# File Input and Output in Xarray

Xarray supports direct serialization and I/O to several file formats including pickle, netCDF, OPeNDAP (read-only), GRIB1/2 (read-only), and HDF by integrating with third-party libraries. Additional serialization formats for 1-dimensional data are available through pandas.

File types
- Pickle
- NetCDF 3/4
- RasterIO
- Zarr
- PyNio

Interoperability
- Pandas
- Iris
- CDMS
- dask DataFrame

### Tutorial Duriation
20 minutes

### Going Further

Xarray I/O Documentation: http://xarray.pydata.org/en/latest/io.html

### Import library

In [5]:
%matplotlib inline

import glob
import pandas as pd
import xarray as xr

###  Function for creating pandas DatetimeIndex for your raster files

In [6]:
def time_index_from_filenames(filenames):
    '''helper function to create a pandas DatetimeIndex
       Filename example: 20150520_0164.tif'''
    return pd.DatetimeIndex([pd.Timestamp(f[:8]) for f in filenames])
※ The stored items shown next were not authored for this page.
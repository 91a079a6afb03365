use std::collections::BTreeMap;

use rand::{SeedableRng, rngs::StdRng};
use serde::Serialize;

use super::sampler::draw_k;
use crate::core::{Deck, Hand, HoldMask, VideoPokerError};
use crate::eval::Evaluator;
use crate::paytable::PayoutSchedule;

/// What happened when one hand was played out with one fixed hold many
/// times over.
#[derive(Debug, Clone, PartialEq, Serialize)]
pub struct FrozenReport<C: Ord> {
    pub hand: Hand,
    pub trials: u64,
    pub hold_mask: HoldMask,
    pub held_indices: Vec<usize>,
    pub avg_payout: f64,
    /// `avg_payout - bet_per_hand`
    pub avg_net: f64,
    /// How often each final category came up.
    pub category_counts: BTreeMap<C, u64>,
}

/// Play `initial` with `hold_mask` `trials` times, drawing the discarded
/// positions from the 47 unseen cards.
///
/// Each trial pays `units * bet_per_hand`. With zero trials the averages
/// are zero and `avg_net` is `-bet_per_hand`.
///
/// ```
/// use rs_video_poker::core::{Hand, HoldMask};
/// use rs_video_poker::eval::{Ruleset, StandardCategory, StandardEvaluator};
/// use rs_video_poker::paytable::PayTable;
/// use rs_video_poker::search::frozen_ev;
///
/// let schedule = PayTable::builtin(Ruleset::Standard)
///     .unwrap()
///     .schedule::<StandardCategory>();
/// let hand: Hand = "AS KS QS JS TS".parse().unwrap();
/// let report = frozen_ev(&schedule, &StandardEvaluator, &hand, HoldMask::ALL, 10, 1, 1).unwrap();
/// assert_eq!(800.0, report.avg_payout);
/// assert_eq!(799.0, report.avg_net);
/// assert_eq!(Some(&10), report.category_counts.get(&StandardCategory::RoyalFlush));
/// ```
pub fn frozen_ev<E: Evaluator>(
    schedule: &PayoutSchedule<E::Category>,
    evaluator: &E,
    initial: &Hand,
    hold_mask: HoldMask,
    trials: u64,
    bet_per_hand: u32,
    seed: u64,
) -> Result<FrozenReport<E::Category>, VideoPokerError> {
    let mut rng = StdRng::seed_from_u64(seed);
    let deck = Deck::excluding(initial.cards());
    let draw_positions = hold_mask.draw_positions();
    let k = draw_positions.len();

    let mut fin = *initial.as_array();
    let mut drawn = [fin[0]; 5];
    let mut total_payout: u64 = 0;
    let mut category_counts = BTreeMap::new();
    for _ in 0..trials {
        draw_k(&mut rng, deck.remaining(), &mut drawn[..k])?;
        for (pos, card) in draw_positions.iter().zip(drawn.iter()) {
            fin[*pos] = *card;
        }

        let category = evaluator.classify(&fin);
        *category_counts.entry(category).or_insert(0) += 1;
        total_payout += u64::from(schedule.units(category)) * u64::from(bet_per_hand);
    }

    let avg_payout = if trials == 0 {
        0.0
    } else {
        total_payout as f64 / trials as f64
    };

    Ok(FrozenReport {
        hand: *initial,
        trials,
        hold_mask,
        held_indices: hold_mask.indices(),
        avg_payout,
        avg_net: avg_payout - f64::from(bet_per_hand),
        category_counts,
    })
}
### Loading all your raster files 

In [7]:
filenames = glob.glob('*.tif')

### Create time dimension for xarray dataset

In [8]:
time = xr.Variable('time', time_index_from_filenames(filenames))

### Define x, y dimension in xarrary dataset

In [9]:
chunks = {'x': 5490, 'y': 5490, 'band': 1} # x: your data arrays # y: your data arrays

### Concat data arrays along time dimension 

In [10]:
da = xr.concat([xr.open_rasterio(f, chunks=chunks) for f in filenames], dim=time)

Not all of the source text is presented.